REQUIREMENT
Please copy each line below that contains the word "assignee".

(Stored data)

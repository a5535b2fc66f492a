// SPDX-License-Identifier: MIT OR Apache-2.0
//! Pull evaluation: the context handed to output compute functions.

use crate::graph::{Graph, GraphError};
use crate::node::NodeId;
use crate::pin::{PinUid, PinValue};

/// Function producing an output pin's value, re-run on every read.
pub type ComputeFn<T> = Box<dyn Fn(&EvalContext<'_>) -> T>;

/// Read access handed to a compute function while its output is resolved.
///
/// Reading an input pulls the output at the far end of its link, so a read
/// recurses as far up the graph as links reach.
pub struct EvalContext<'a> {
    graph: &'a Graph,
    node: NodeId,
}

impl<'a> EvalContext<'a> {
    pub(crate) fn new(graph: &'a Graph, node: NodeId) -> Self {
        Self { graph, node }
    }

    /// The node owning the output being resolved.
    pub fn node(&self) -> NodeId {
        self.node
    }

    /// The graph being evaluated.
    pub fn graph(&self) -> &'a Graph {
        self.graph
    }

    /// Read one of the owning node's input pins.
    pub fn input<T: PinValue>(&self, key: impl Into<PinUid>) -> Result<T, GraphError> {
        self.graph.input_value(self.node, key)
    }
}
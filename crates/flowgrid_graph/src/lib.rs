// SPDX-License-Identifier: MIT OR Apache-2.0
//! Node graph core for the `FlowGrid` editor.
//!
//! This crate provides the data model and connection engine behind the
//! editor surface:
//! - Typed input/output pins addressed by hashed application keys
//! - Link lifecycle: create, toggle off, re-wire, sever
//! - Dynamic per-cycle pins with mark-and-sweep pruning
//! - Pull-based value resolution through user compute functions
//!
//! ## Architecture
//!
//! Rendering, hit-testing, and input polling live outside this crate. The
//! core stores pin screen geometry and the hovered element on the renderer's
//! behalf, and receives connection gestures as plain [`Graph::connect`]
//! calls. One [`Graph`] instance backs one editor surface; everything is
//! single-threaded and driven by the host's update loop through
//! [`Graph::begin_cycle`] / [`Graph::end_cycle`].

pub mod pin;
pub mod link;
pub mod node;
pub mod graph;
pub mod evaluation;
pub mod registry;

pub use evaluation::{ComputeFn, EvalContext};
pub use graph::{ConnectOutcome, Graph, GraphError};
pub use link::{Hovered, Link};
pub use node::{Node, NodeId};
pub use pin::{ConnectionFilter, InPin, OutPin, Pin, PinKind, PinRef, PinUid, PinValue};
pub use registry::{NodeRegistry, NodeTemplate};

// Re-export the geometry types stored on nodes and pins.
pub use egui::{Pos2, Vec2};
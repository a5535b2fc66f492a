// SPDX-License-Identifier: MIT OR Apache-2.0
//! Graph root: node ownership, link lifecycle, and pull value resolution.

use crate::evaluation::EvalContext;
use crate::link::{Hovered, Link};
use crate::node::{Node, NodeId};
use crate::pin::{ConnectionFilter, InPin, OutPin, Pin, PinKind, PinRef, PinUid, PinValue};
use egui::{Pos2, Vec2};
use indexmap::IndexMap;
use std::fmt;
use std::sync::atomic::{AtomicUsize, Ordering};
use tracing::{debug, trace};

static INSTANCES: AtomicUsize = AtomicUsize::new(0);

/// Error raised by graph operations.
#[derive(Debug, Clone, PartialEq, Eq, thiserror::Error)]
pub enum GraphError {
    /// Node not found.
    #[error("node not found: {0:?}")]
    NodeNotFound(NodeId),

    /// No pin with the requested key on the node.
    #[error("no pin with uid {uid:?} on node {node:?}")]
    KeyNotFound {
        /// Node that was searched.
        node: NodeId,
        /// Uid derived from the requested key.
        uid: PinUid,
    },

    /// Pins carry different value types.
    #[error("value type mismatch: expected {expected}, found {found}")]
    TypeMismatch {
        /// Type requested, or required by the input side.
        expected: &'static str,
        /// Type actually carried by the pin.
        found: &'static str,
    },

    /// Pin filters share no capability bit.
    #[error("pin filters share no capability")]
    IncompatibleFilter,

    /// Same pin, or same node without the same-node capability.
    #[error("pin cannot connect to itself or within its own node")]
    SelfConnection,

    /// Two inputs, or two outputs.
    #[error("a link needs exactly one input and one output pin")]
    InvalidDirection,
}

/// What a connection attempt did to the graph.
#[derive(Debug, Clone, Copy, PartialEq, Eq)]
pub enum ConnectOutcome {
    /// A new link now joins the two pins.
    Connected,
    /// The pins were joined by exactly this link already; it was removed.
    Disconnected,
}

/// A node graph: single owner of its nodes and registry of their links.
///
/// All mutation and all value reads happen synchronously on the thread that
/// owns the graph; one instance backs one editor surface.
pub struct Graph {
    name: String,
    nodes: IndexMap<NodeId, Node>,
    links: Vec<Link>,
    hovered: Option<Hovered>,
}
use serde::{Deserialize, Serialize};

/// Aggregate counts over the feature list.
///
/// `total` counts every feature regardless of status; the three breakout
/// fields cover only the statuses the summary view surfaces, so features in
/// `testing` or `on_hold` contribute to `total` alone.
#[derive(Debug, Clone, Copy, Default, PartialEq, Eq, Serialize, Deserialize)]
#[serde(rename_all = "camelCase")]
pub struct Stats {
    pub total: usize,
    pub in_progress: usize,
    pub completed: usize,
    pub planning: usize,
}
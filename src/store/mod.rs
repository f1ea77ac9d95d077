//! The feature store: canonical list, filter state, and persistence glue.
//!
//! [`FeatureStore`] owns the ordered feature list and the active
//! [`FilterOptions`], and writes through an injected [`Storage`] backend
//! after every mutation. The filtered view and the summary counts are
//! recomputed from current state on every call; nothing is cached.

mod storage;

use chrono::Utc;
use uuid::Uuid;

use crate::models::*;

pub use storage::{JsonFileStorage, MemoryStorage, Storage, StorageError};

pub struct FeatureStore {
    features: Vec<Feature>,
    filters: FilterOptions,
    storage: Box<dyn Storage>,
}

impl FeatureStore {
    /// An empty store over an injected backend. Call [`load`](Self::load) to
    /// pull in whatever the slot holds.
    pub fn new(storage: Box<dyn Storage>) -> Self {
        Self {
            features: Vec::new(),
            filters: FilterOptions::default(),
            storage,
        }
    }

    /// A store over the file slot in the platform data directory.
    pub fn open_default() -> Result<Self, StorageError> {
        let path = JsonFileStorage::default_path()?;
        Ok(Self::new(Box::new(JsonFileStorage::new(path))))
    }

    /// A store over a fresh in-process slot.
    pub fn in_memory() -> Self {
        Self::new(Box::new(MemoryStorage::new()))
    }

    /// Replace the list with the slot contents, or seed the demo set into an
    /// empty slot and persist it right away.
    ///
    /// A corrupt slot surfaces as [`StorageError::Corrupt`] and leaves both
    /// the list and the slot untouched; reseeding here would overwrite the
    /// slot on the next save.
    pub fn load(&mut self) -> Result<(), StorageError> {
        match self.storage.load()? {
            Some(features) => {
                tracing::debug!("Loaded {} features from storage", features.len());
                self.features = features;
            }
            None => {
                tracing::info!("Storage slot is empty, seeding sample features");
                self.features = sample_features();
                self.save()?;
            }
        }
        Ok(())
    }

    /// Write the current list to the slot. Mutating operations call this
    /// themselves; it is public for callers that edit records in bulk.
    pub fn save(&self) -> Result<(), StorageError> {
        self.storage.save(&self.features)
    }

    // ============================================================
    // CRUD operations
    // ============================================================

    pub fn add(&mut self, input: CreateFeatureInput) -> Result<Feature, StorageError> {
        let now = Utc::now();
        let feature = Feature {
            id: Uuid::new_v4().to_string(),
            title: input.title,
            description: input.description,
            priority: input.priority,
            status: input.status,
            category: input.category,
            estimated_hours: input.estimated_hours,
            assignee: input.assignee,
            due_date: input.due_date,
            created_at: now,
            updated_at: now,
            matrix: input.matrix,
        };

        self.features.push(feature.clone());
        self.save()?;
        Ok(feature)
    }

    pub fn update(
        &mut self,
        id: &str,
        input: UpdateFeatureInput,
    ) -> Result<Option<Feature>, StorageError> {
        let Some(index) = self.features.iter().position(|f| f.id == id) else {
            return Ok(None);
        };

        let existing = self.features[index].clone();
        let now = Utc::now();
        let updated = Feature {
            id: existing.id,
            title: input.title.unwrap_or(existing.title),
            description: input.description.unwrap_or(existing.description),
            priority: input.priority.unwrap_or(existing.priority),
            status: input.status.unwrap_or(existing.status),
            category: input.category.unwrap_or(existing.category),
            estimated_hours: input.estimated_hours.unwrap_or(existing.estimated_hours),
            assignee: input.assignee.or(existing.assignee),
            due_date: input.due_date.or(existing.due_date),
            created_at: existing.created_at,
            updated_at: now,
            matrix: input.matrix.or(existing.matrix),
        };

        self.features[index] = updated.clone();
        self.save()?;
        Ok(Some(updated))
    }

    pub fn delete(&mut self, id: &str) -> Result<bool, StorageError> {
        let before = self.features.len();
        self.features.retain(|f| f.id != id);
        if self.features.len() == before {
            return Ok(false);
        }
        self.save()?;
        Ok(true)
    }

    pub fn get(&self, id: &str) -> Option<&Feature> {
        self.features.iter().find(|f| f.id == id)
    }

    // ============================================================
    // Filter state
    // ============================================================

    /// Replace one filter field, leaving the others as they are.
    pub fn set_filter(&mut self, update: FilterUpdate) {
        match update {
            FilterUpdate::Search(search) => self.filters.search = search,
            FilterUpdate::Priority(selector) => self.filters.priority = selector,
            FilterUpdate::Status(selector) => self.filters.status = selector,
            FilterUpdate::Category(selector) => self.filters.category = selector,
        }
    }

    pub fn clear_filters(&mut self) {
        self.filters = FilterOptions::default();
    }

    // ============================================================
    // Views
    // ============================================================

    pub fn features(&self) -> &[Feature] {
        &self.features
    }

    pub fn filters(&self) -> &FilterOptions {
        &self.filters
    }

    /// The features passing the active filter selection, in list order.
    pub fn filtered_features(&self) -> Vec<&Feature> {
        self.features
            .iter()
            .filter(|f| {
                self.filters
                    .matches(&f.title, &f.description, f.priority, f.status, f.category)
            })
            .collect()
    }

    /// Summary counts over the whole list, ignoring filters.
    pub fn stats(&self) -> Stats {
        let count = |status: Status| {
            self.features.iter().filter(|f| f.status == status).count()
        };
        Stats {
            total: self.features.len(),
            in_progress: count(Status::InProgress),
            completed: count(Status::Completed),
            planning: count(Status::Planning),
        }
    }
}

/// The demo records written into an empty slot on first load.
fn sample_features() -> Vec<Feature> {
    let now = Utc::now();
    let sample = |id: &str,
                  title: &str,
                  description: &str,
                  priority: Priority,
                  status: Status,
                  category: Category,
                  estimated_hours: f64,
                  assignee: &str,
                  due_date: Option<&str>| Feature {
        id: id.to_string(),
        title: title.to_string(),
        description: description.to_string(),
        priority,
        status,
        category,
        estimated_hours,
        assignee: Some(assignee.to_string()),
        due_date: due_date.map(str::to_string),
        created_at: now,
        updated_at: now,
        matrix: None,
    };

    vec![
        sample(
            "1",
            "User Authentication System",
            "Implement secure login and registration functionality",
            Priority::High,
            Status::InProgress,
            Category::Backend,
            24.0,
            "John Doe",
            Some("2024-02-15"),
        ),
        sample(
            "2",
            "Responsive Dashboard Design",
            "Create mobile-friendly dashboard interface",
            Priority::Medium,
            Status::Planning,
            Category::Frontend,
            16.0,
            "Jane Smith",
            Some("2024-02-20"),
        ),
        sample(
            "3",
            "API Performance Optimization",
            "Optimize database queries and API response times",
            Priority::High,
            Status::Completed,
            Category::Backend,
            12.0,
            "Bob Wilson",
            None,
        ),
    ]
}
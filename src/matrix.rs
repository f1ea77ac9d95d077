//! Impact/effort prioritization matrix math.
//!
//! Pure functions over (impact, effort) score pairs: priority scoring,
//! quadrant classification with display metadata, and the mapping between
//! scores and 2-D plot coordinates. Out-of-range scores are clamped into
//! 1..=5 rather than rejected.

use serde::{Deserialize, Serialize};

use crate::models::{Feature, MatrixPosition, Priority};

/// A position on the matrix plane, percent of each axis.
///
/// Effort runs left to right on x; impact runs bottom to top, so y is
/// inverted (y = 0 is the highest impact).
#[derive(Debug, Clone, Copy, PartialEq)]
pub struct Coordinates {
    pub x: f64,
    pub y: f64,
}

/// Priority score in 1..=25, higher is better: high impact for low effort.
///
/// Formula: `impact * 5 - (effort - 1)`, so (5, 1) scores 25 and (1, 5)
/// scores 1. Monotonic increasing in impact, decreasing in effort.
pub fn priority_score(impact: u8, effort: u8) -> u8 {
    let impact = impact.clamp(1, 5);
    let effort = effort.clamp(1, 5);
    impact * 5 - (effort - 1)
}

/// The four regions of the impact/effort matrix.
#[derive(Debug, Clone, Copy, Serialize, Deserialize, PartialEq, Eq)]
#[serde(rename_all = "snake_case")]
pub enum Quadrant {
    QuickWins,
    MajorProjects,
    FillIns,
    MoneyPit,
}

impl Quadrant {
    pub fn as_str(&self) -> &'static str {
        match self {
            Self::QuickWins => "quick_wins",
            Self::MajorProjects => "major_projects",
            Self::FillIns => "fill_ins",
            Self::MoneyPit => "money_pit",
        }
    }

    /// Human-readable quadrant name.
    pub fn name(&self) -> &'static str {
        match self {
            Self::QuickWins => "Quick Wins",
            Self::MajorProjects => "Major Projects",
            Self::FillIns => "Fill-ins",
            Self::MoneyPit => "Money Pit",
        }
    }

    /// One-line guidance for the quadrant.
    pub fn description(&self) -> &'static str {
        match self {
            Self::QuickWins => "High impact, low effort - Do these first!",
            Self::MajorProjects => "High impact, high effort - Plan carefully",
            Self::FillIns => "Low impact, low effort - Fill spare time",
            Self::MoneyPit => "Low impact, high effort - Avoid if possible",
        }
    }

    /// Display color as a hex constant. Values are fixed; callers style by them.
    pub fn color(&self) -> &'static str {
        match self {
            Self::QuickWins => "#10b981",
            Self::MajorProjects => "#3b82f6",
            Self::FillIns => "#f59e0b",
            Self::MoneyPit => "#ef4444",
        }
    }
}

/// Classify a score pair. High impact means `impact >= 4`, low effort means
/// `effort <= 2`; the quadrant is the cross of those two booleans.
pub fn quadrant(impact: u8, effort: u8) -> Quadrant {
    let impact = impact.clamp(1, 5);
    let effort = effort.clamp(1, 5);
    let high_impact = impact >= 4;
    let low_effort = effort <= 2;

    match (high_impact, low_effort) {
        (true, true) => Quadrant::QuickWins,
        (true, false) => Quadrant::MajorProjects,
        (false, true) => Quadrant::FillIns,
        (false, false) => Quadrant::MoneyPit,
    }
}

/// Map scores to plot coordinates: `x = (effort-1)/4*100`, `y = (5-impact)/4*100`.
pub fn to_coordinates(impact: u8, effort: u8) -> Coordinates {
    let impact = impact.clamp(1, 5);
    let effort = effort.clamp(1, 5);
    Coordinates {
        x: f64::from(effort - 1) / 4.0 * 100.0,
        y: f64::from(5 - impact) / 4.0 * 100.0,
    }
}

/// Map plot coordinates back to scores, clamping into the plane first.
///
/// Approximate inverse of [`to_coordinates`]: exact at the 25 grid points,
/// lossy everywhere else because of rounding.
pub fn from_coordinates(x: f64, y: f64) -> MatrixPosition {
    let x = x.clamp(0.0, 100.0);
    let y = y.clamp(0.0, 100.0);
    let effort = (x / 100.0 * 4.0).round() as u8 + 1;
    let impact = ((100.0 - y) / 100.0 * 4.0).round() as u8 + 1;
    MatrixPosition::new(impact, effort)
}

/// The priority level a score pair maps to.
///
/// Thresholds on the [`priority_score`]: `>= 20` critical, `>= 15` high,
/// `>= 10` medium, else low.
pub fn priority_level(impact: u8, effort: u8) -> Priority {
    let score = priority_score(impact, effort);
    if score >= 20 {
        Priority::Critical
    } else if score >= 15 {
        Priority::High
    } else if score >= 10 {
        Priority::Medium
    } else {
        Priority::Low
    }
}

/// Derive a feature's priority from its matrix position.
///
/// Features without a position come back unchanged. Returns the
/// reprioritized record without persisting it.
pub fn derive_priority_from_matrix(feature: Feature) -> Feature {
    let Some(matrix) = feature.matrix else {
        return feature;
    };

    Feature {
        priority: priority_level(matrix.impact, matrix.effort),
        ..feature
    }
}

#[cfg(test)]
mod tests {
    use super::*;
    use crate::models::{Category, Status};
    use chrono::Utc;

    fn make_feature(matrix: Option<MatrixPosition>) -> Feature {
        Feature {
            id: "f1".to_string(),
            title: "Test Feature".to_string(),
            description: "A feature".to_string(),
            priority: Priority::Medium,
            status: Status::Planning,
            category: Category::Backend,
            estimated_hours: 8.0,
            assignee: None,
            due_date: None,
            created_at: Utc::now(),
            updated_at: Utc::now(),
            matrix,
        }
    }

    #[test]
    fn test_priority_score_extremes() {
        assert_eq!(priority_score(5, 1), 25);
        assert_eq!(priority_score(1, 5), 1);
    }

    #[test]
    fn test_priority_score_clamps_out_of_range() {
        assert_eq!(priority_score(9, 0), 25);
        assert_eq!(priority_score(0, 9), 1);
    }

    #[test]
    fn test_quadrant_thresholds() {
        assert_eq!(quadrant(4, 2), Quadrant::QuickWins);
        assert_eq!(quadrant(4, 5), Quadrant::MajorProjects);
        assert_eq!(quadrant(2, 1), Quadrant::FillIns);
        assert_eq!(quadrant(1, 5), Quadrant::MoneyPit);
    }

    #[test]
    fn test_quadrant_metadata() {
        assert_eq!(Quadrant::QuickWins.as_str(), "quick_wins");
        assert_eq!(Quadrant::QuickWins.name(), "Quick Wins");
        assert_eq!(Quadrant::QuickWins.color(), "#10b981");
        assert_eq!(
            Quadrant::QuickWins.description(),
            "High impact, low effort - Do these first!"
        );
        assert_eq!(Quadrant::MoneyPit.as_str(), "money_pit");
        assert_eq!(Quadrant::MoneyPit.name(), "Money Pit");
        assert_eq!(Quadrant::MoneyPit.color(), "#ef4444");
    }

    #[test]
    fn test_to_coordinates_corners_and_center() {
        assert_eq!(to_coordinates(5, 1), Coordinates { x: 0.0, y: 0.0 });
        assert_eq!(to_coordinates(1, 5), Coordinates { x: 100.0, y: 100.0 });
        assert_eq!(to_coordinates(3, 3), Coordinates { x: 50.0, y: 50.0 });
    }

    #[test]
    fn test_coordinates_round_trip_exact_on_grid() {
        for impact in 1..=5u8 {
            for effort in 1..=5u8 {
                let coords = to_coordinates(impact, effort);
                let pos = from_coordinates(coords.x, coords.y);
                assert_eq!((pos.impact, pos.effort), (impact, effort));
            }
        }
    }

    #[test]
    fn test_from_coordinates_lossy_off_grid() {
        // (30, 30) snaps to the nearest grid scores, which plot at (25, 25).
        let pos = from_coordinates(30.0, 30.0);
        assert_eq!((pos.impact, pos.effort), (4, 2));
        let coords = to_coordinates(pos.impact, pos.effort);
        assert_eq!(coords, Coordinates { x: 25.0, y: 25.0 });
    }

    #[test]
    fn test_from_coordinates_clamps_into_plane() {
        let pos = from_coordinates(-50.0, 250.0);
        assert_eq!((pos.impact, pos.effort), (1, 1));
        let pos = from_coordinates(150.0, -10.0);
        assert_eq!((pos.impact, pos.effort), (5, 5));
    }

    #[test]
    fn test_priority_level_boundaries() {
        assert_eq!(priority_level(4, 1), Priority::Critical); // score 20
        assert_eq!(priority_level(4, 2), Priority::High); // score 19
        assert_eq!(priority_level(3, 1), Priority::High); // score 15
        assert_eq!(priority_level(3, 2), Priority::Medium); // score 14
        assert_eq!(priority_level(2, 1), Priority::Medium); // score 10
        assert_eq!(priority_level(2, 2), Priority::Low); // score 9
    }

    #[test]
    fn test_derive_priority_thresholds() {
        let critical = derive_priority_from_matrix(make_feature(Some(MatrixPosition::new(4, 1))));
        assert_eq!(critical.priority, Priority::Critical);

        let high = derive_priority_from_matrix(make_feature(Some(MatrixPosition::new(3, 1))));
        assert_eq!(high.priority, Priority::High);

        let medium = derive_priority_from_matrix(make_feature(Some(MatrixPosition::new(3, 3))));
        assert_eq!(medium.priority, Priority::Medium);

        let low = derive_priority_from_matrix(make_feature(Some(MatrixPosition::new(2, 5))));
        assert_eq!(low.priority, Priority::Low);
    }

    #[test]
    fn test_derive_priority_without_matrix_is_unchanged() {
        let feature = make_feature(None);
        let before = feature.clone();
        let after = derive_priority_from_matrix(feature);
        assert_eq!(after.priority, before.priority);
        assert_eq!(after.updated_at, before.updated_at);
    }

    #[test]
    fn test_derive_priority_keeps_other_fields() {
        let feature = make_feature(Some(MatrixPosition::new(5, 1)));
        let before = feature.clone();
        let after = derive_priority_from_matrix(feature);
        assert_eq!(after.priority, Priority::Critical);
        assert_eq!(after.id, before.id);
        assert_eq!(after.title, before.title);
        assert_eq!(after.status, before.status);
        assert_eq!(after.matrix, before.matrix);
    }

    #[test]
    fn test_default_position_is_center() {
        let pos = MatrixPosition::default();
        assert_eq!((pos.impact, pos.effort), (3, 3));
        assert_eq!(priority_score(pos.impact, pos.effort), 13);
    }
}
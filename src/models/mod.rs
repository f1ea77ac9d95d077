//! Domain models for the roadmap tracker.
//!
//! # Core Concepts
//!
//! - [`Feature`]: one roadmap entry, identified by an opaque id string and
//!   stamped with creation/update times. The whole collection is a flat
//!   ordered list.
//! - [`MatrixPosition`]: a feature's impact/effort placement (scores 1..=5),
//!   interpreted by the functions in [`crate::matrix`].
//! - [`FilterOptions`] / [`FilterUpdate`]: the active filter selection and
//!   single-field changes to it. Filters are view state; they never affect
//!   what is stored.
//! - [`Stats`]: derived counts for the summary view.
//!
//! Create/update flows use the [`CreateFeatureInput`] / [`UpdateFeatureInput`]
//! pair; updates are partial, with `None` meaning "keep the current value".

mod feature;
mod filter;
mod stats;

pub use feature::*;
pub use filter::*;
pub use stats::*;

WRITTEN SOLUTION
            assignee: input.assignee,
            assignee: input.assignee.or(existing.assignee),
                  assignee: &str,
        assignee: Some(assignee.to_string()),
            assignee: None,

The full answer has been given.